Een makkelijke bevalling was de transfer van Perisic niet. Drie maanden duurden de onderhandelingen, omdat Wolfsburg lang het been stijf hield. Eind augustus liet het de Kroaat dan toch vertrekken, voor 20 miljoen. ‘Ik ben uit Duitsland weggegaan toen ik begreep dat het onmogelijk zou zijn om met Bayern te wedijveren’, verklaarde Perisic in zijn eerste interview als speler van Inter. ‘Toen Kevin De Bruyne me vertelde dat hij weg zou gaan, twijfelde ik niet langer over wat ik moest doen. Voor de tweede plaats spelen interesseert me niet.’

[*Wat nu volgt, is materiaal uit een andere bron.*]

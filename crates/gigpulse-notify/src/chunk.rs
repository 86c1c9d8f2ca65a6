//! Message chunking
//!
//! Splits text for a channel with a hard per-message character limit:
//! - Prefer cutting at the last newline inside the window
//! - Hard-cut at the limit when the window has no usable newline
//! - Drop one newline at every cut, remembering that it was dropped
//!
//! Limits count `char`s, not bytes.

/// One piece of a split message
#[derive(Debug, Clone, PartialEq, Eq)]
pub struct Chunk {
    pub text: String,
    /// A newline directly after this chunk was dropped at the cut
    pub stripped_newline: bool,
}

/// Split `text` into chunks of at most `limit` characters
///
/// Empty text yields no chunks. Concatenating every chunk followed by its
/// dropped newline reproduces `text` exactly.
#[must_use]
pub fn split_message_parts(text: &str, limit: usize) -> Vec<Chunk> {
    let limit = limit.max(1);
    let mut chunks = Vec::new();
    let mut rest = text;

    while !rest.is_empty() {
        let Some((end, _)) = rest.char_indices().nth(limit) else {
            chunks.push(Chunk {
                text: rest.to_string(),
                stripped_newline: false,
            });
            break;
        };

        let cut = match rest[..end].rfind('\n') {
            Some(pos) if pos > 0 => pos,
            _ => end,
        };
        let (head, tail) = rest.split_at(cut);
        let stripped_newline = tail.starts_with('\n');
        chunks.push(Chunk {
            text: head.to_string(),
            stripped_newline,
        });
        rest = if stripped_newline { &tail[1..] } else { tail };
    }
    chunks
}

/// Split `text` into chunk texts of at most `limit` characters
#[must_use]
pub fn split_message(text: &str, limit: usize) -> Vec<String> {
    split_message_parts(text, limit)
        .into_iter()
        .map(|c| c.text)
        .collect()
}

/// Inverse of [`split_message_parts`]
#[must_use]
pub fn rejoin(chunks: &[Chunk]) -> String {
    let mut out = String::new();
    for chunk in chunks {
        out.push_str(&chunk.text);
        if chunk.stripped_newline {
            out.push('\n');
        }
    }
    out
}

#[cfg(test)]
mod tests {
    use super::*;
    use proptest::prelude::*;

    #[test]
    fn short_text_is_one_chunk() {
        assert_eq!(split_message("hello", 4096), vec!["hello".to_string()]);
    }

    #[test]
    fn empty_text_is_no_chunks() {
        assert!(split_message("", 10).is_empty());
    }

    #[test]
    fn cuts_at_last_newline_in_window() {
        let chunks = split_message("aaa\nbbb\ncccc", 9);
        assert_eq!(chunks, vec!["aaa\nbbb", "cccc"]);
    }

    #[test]
    fn hard_cut_without_newline() {
        let chunks = split_message("abcdefghij", 4);
        assert_eq!(chunks, vec!["abcd", "efgh", "ij"]);
    }

    #[test]
    fn newline_at_window_start_is_not_a_cut_point() {
        let parts = split_message_parts("\nabcdef", 3);
        assert_eq!(parts[0].text, "\nab");
        assert_eq!(rejoin(&parts), "\nabcdef");
    }

    #[test]
    fn trailing_newline_survives_rejoin() {
        let parts = split_message_parts("abc\n", 3);
        assert_eq!(parts.len(), 1);
        assert!(parts[0].stripped_newline);
        assert_eq!(rejoin(&parts), "abc\n");
    }

    #[test]
    fn counts_characters_not_bytes() {
        let text = "ééééé";
        let chunks = split_message(text, 2);
        assert_eq!(chunks, vec!["éé", "éé", "é"]);
    }

    proptest! {
        #[test]
        fn chunks_fit_and_rejoin(text in "[a-c\\n é]{0,200}", limit in 1usize..40) {
            let parts = split_message_parts(&text, limit);
            for part in &parts {
                prop_assert!(!part.text.is_empty());
                prop_assert!(part.text.chars().count() <= limit);
            }
            prop_assert_eq!(rejoin(&parts), text);
        }
    }
}
//! Saved marketplace login sessions
//!
//! The blob is produced by an out-of-band login flow and treated as opaque
//! apart from its cookies, which are replayed on every request and refreshed
//! from `Set-Cookie` response headers.

use chrono::{DateTime, Utc};
use serde::{Deserialize, Serialize};

/// One stored cookie
#[derive(Debug, Clone, PartialEq, Eq, Serialize, Deserialize)]
pub struct SessionCookie {
    pub name: String,
    pub value: String,
    #[serde(default, skip_serializing_if = "Option::is_none")]
    pub domain: Option<String>,
    #[serde(default, skip_serializing_if = "Option::is_none")]
    pub path: Option<String>,
}

/// Per-marketplace credential blob
#[derive(Debug, Clone, Default, PartialEq, Eq, Serialize, Deserialize)]
pub struct AuthSession {
    #[serde(default)]
    pub cookies: Vec<SessionCookie>,
    #[serde(default, skip_serializing_if = "Option::is_none")]
    pub user_agent: Option<String>,
    #[serde(default, skip_serializing_if = "Option::is_none")]
    pub saved_at: Option<DateTime<Utc>>,
}

impl AuthSession {
    /// True when there is nothing to authenticate with
    #[inline]
    #[must_use]
    pub fn is_empty(&self) -> bool {
        self.cookies.is_empty()
    }

    /// Value for a `Cookie` request header
    #[must_use]
    pub fn cookie_header(&self) -> Option<String> {
        if self.cookies.is_empty() {
            return None;
        }
        Some(
            self.cookies
                .iter()
                .map(|c| format!("{}={}", c.name, c.value))
                .collect::<Vec<_>>()
                .join("; "),
        )
    }

    /// Merge one `Set-Cookie` header value
    ///
    /// Expired or emptied cookies are removed; others are inserted or
    /// replaced by name. Returns `true` when the session changed.
    pub fn absorb_set_cookie(&mut self, header: &str) -> bool {
        let mut parts = header.split(';');
        let Some((name, value)) = parts.next().and_then(|kv| kv.split_once('=')) else {
            return false;
        };
        let name = name.trim();
        let value = value.trim().trim_matches('"');
        if name.is_empty() {
            return false;
        }

        let mut domain = None;
        let mut path = None;
        let mut expired = value.is_empty();
        for attr in parts {
            let (key, val) = attr.split_once('=').unwrap_or((attr, ""));
            match key.trim().to_ascii_lowercase().as_str() {
                "domain" => domain = Some(val.trim().to_string()),
                "path" => path = Some(val.trim().to_string()),
                "max-age" => expired |= val.trim().parse::<i64>().is_ok_and(|secs| secs <= 0),
                _ => {}
            }
        }

        let existing = self.cookies.iter().position(|c| c.name == name);
        if expired {
            return match existing {
                Some(idx) => {
                    self.cookies.remove(idx);
                    true
                }
                None => false,
            };
        }

        let cookie = SessionCookie {
            name: name.to_string(),
            value: value.to_string(),
            domain,
            path,
        };
        match existing {
            Some(idx) if self.cookies[idx] == cookie => false,
            Some(idx) => {
                self.cookies[idx] = cookie;
                true
            }
            None => {
                self.cookies.push(cookie);
                true
            }
        }
    }

    /// Stamp the save time
    pub fn touch(&mut self, now: DateTime<Utc>) {
        self.saved_at = Some(now);
    }
}
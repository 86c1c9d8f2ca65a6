//! Per-platform extraction run
//!
//! Visits every section of a [`PlatformSpec`] in order with one session:
//! - Throttles between navigations
//! - Bounds each navigation with a timeout
//! - Turns a login-page landing into `AuthExpired`
//! - Absorbs every other section failure into the snapshot

use crate::error::{ExtractError, FetchError};
use crate::section::PlatformSpec;
use crate::source::PageSource;
use crate::throttle::Throttle;
use chrono::{DateTime, Utc};
use gigpulse_snapshot::{AuthSession, MetricsSnapshot, Platform, SessionStore};
use std::time::Duration;
use url::Url;

/// Per-navigation tuning
#[derive(Debug, Clone)]
pub struct ExtractorConfig {
    /// Root all section paths are resolved against
    pub base_url: Url,
    /// Budget for one navigation
    pub section_timeout: Duration,
    /// Delay between navigations
    pub throttle: Throttle,
}

impl ExtractorConfig {
    /// Production defaults for a platform
    pub fn for_platform(platform: Platform) -> Result<Self, FetchError> {
        let spec = PlatformSpec::for_platform(platform);
        let base_url = Url::parse(spec.default_base_url)
            .map_err(|e| FetchError::InvalidUrl(format!("{}: {e}", spec.default_base_url)))?;
        Ok(Self {
            base_url,
            section_timeout: Duration::from_secs(30),
            throttle: Throttle::default(),
        })
    }

    #[inline]
    #[must_use]
    pub fn with_base_url(mut self, base_url: Url) -> Self {
        self.base_url = base_url;
        self
    }

    #[inline]
    #[must_use]
    pub fn with_section_timeout(mut self, timeout: Duration) -> Self {
        self.section_timeout = timeout;
        self
    }

    #[inline]
    #[must_use]
    pub fn with_throttle(mut self, throttle: Throttle) -> Self {
        self.throttle = throttle;
        self
    }
}

/// Extracts one platform's dashboard through a [`PageSource`]
#[derive(Debug)]
pub struct Extractor<S> {
    spec: &'static PlatformSpec,
    source: S,
    config: ExtractorConfig,
}

impl<S: PageSource> Extractor<S> {
    #[must_use]
    pub fn new(platform: Platform, source: S, config: ExtractorConfig) -> Self {
        Self {
            spec: PlatformSpec::for_platform(platform),
            source,
            config,
        }
    }

    /// Platform this extractor reads
    #[inline]
    #[must_use]
    pub fn platform(&self) -> Platform {
        self.spec.platform
    }

    /// Visit every section and build a snapshot
    ///
    /// Section failures are recorded and defaulted. Returns `AuthExpired` as
    /// soon as any navigation lands on a login page, and `NothingExtracted`
    /// when no section produced a value.
    pub async fn extract(
        &self,
        session: &mut AuthSession,
        now: DateTime<Utc>,
    ) -> Result<MetricsSnapshot, ExtractError> {
        let platform = self.spec.platform;
        if session.is_empty() {
            return Err(ExtractError::AuthExpired {
                platform,
                reason: "session has no cookies".to_string(),
            });
        }

        let mut snapshot = MetricsSnapshot::new(platform, now);
        for (idx, section) in self.spec.sections.iter().enumerate() {
            if idx > 0 {
                self.config.throttle.pause().await;
            }

            let url = match self.config.base_url.join(section.path) {
                Ok(url) => url,
                Err(e) => {
                    let err = FetchError::InvalidUrl(format!("{}: {e}", section.path));
                    tracing::warn!(%platform, section = section.name, error = %err, "Section failed");
                    snapshot.record_failure(section.name, err);
                    (section.default)(&mut snapshot);
                    continue;
                }
            };

            let fetched = tokio::time::timeout(
                self.config.section_timeout,
                self.source.fetch(&url, session),
            )
            .await
            .unwrap_or(Err(FetchError::Timeout));

            let page = match fetched {
                Ok(page) => page,
                Err(err) => {
                    tracing::warn!(%platform, section = section.name, url = %url, error = %err, "Section failed");
                    snapshot.record_failure(section.name, err);
                    (section.default)(&mut snapshot);
                    continue;
                }
            };

            if self.spec.is_login(&page.final_url) {
                tracing::warn!(%platform, section = section.name, url = %page.final_url, "Redirected to login");
                return Err(ExtractError::AuthExpired {
                    platform,
                    reason: format!("redirected to {}", page.final_url.path()),
                });
            }

            if !page.is_success() {
                let err = FetchError::Status {
                    status: page.status,
                    url: page.final_url.to_string(),
                };
                tracing::warn!(%platform, section = section.name, error = %err, "Section failed");
                snapshot.record_failure(section.name, err);
                (section.default)(&mut snapshot);
                continue;
            }

            let hits = section.apply(&page.html, &page.final_url, &mut snapshot);
            if hits == 0 {
                tracing::warn!(%platform, section = section.name, url = %page.final_url, "No field recognized on page");
                snapshot.record_failure(section.name, "no field recognized on page");
                (section.default)(&mut snapshot);
            } else {
                tracing::debug!(%platform, section = section.name, hits, "Section extracted");
            }
        }

        snapshot.finalize(self.spec.sections.len());
        if !snapshot.success {
            return Err(ExtractError::NothingExtracted {
                platform,
                failures: snapshot.section_failures,
            });
        }

        tracing::info!(
            %platform,
            failures = snapshot.section_failures.len(),
            sections = self.spec.sections.len(),
            "Extraction complete"
        );
        Ok(snapshot)
    }

    /// Load the saved session, extract, and persist the refreshed session
    ///
    /// A missing session file is reported as `AuthExpired`.
    pub async fn run(
        &self,
        sessions: &SessionStore,
        now: DateTime<Utc>,
    ) -> Result<MetricsSnapshot, ExtractError> {
        let platform = self.spec.platform;
        let mut session = match sessions.load(platform).await {
            Ok(session) => session,
            Err(e) if e.is_not_found() => {
                return Err(ExtractError::AuthExpired {
                    platform,
                    reason: "no saved session".to_string(),
                })
            }
            Err(source) => return Err(ExtractError::Store { platform, source }),
        };

        let snapshot = self.extract(&mut session, now).await?;

        session.touch(now);
        if let Err(err) = sessions.save(platform, &session).await {
            tracing::warn!(%platform, error = %err, "Session refresh not saved; keeping snapshot");
        }
        Ok(snapshot)
    }
}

Vanaf de derde speeldag startte Perisic in de basis, eerst als trequartista (achter de twee spitsen), dan afwisselend op de rechter- of linkerkant, waar hij zich te pletter loopt voor de ploeg en vooral opvalt door zijn aanvoer richting diepe spits Icardi. Zijn beste positie vindt hij zelf die van linksbuiten: ‘Tot mijn veertiende was ik diepe spits, tot mijn twintigste speelde ik achter de spitsen, tot de trainer van Club Brugge me vanwege mijn snelheid uitspeelde op de flank. Maar ik geef toe: polyvalent zijn is in mijn geval niet altijd een voordeel gebleken.’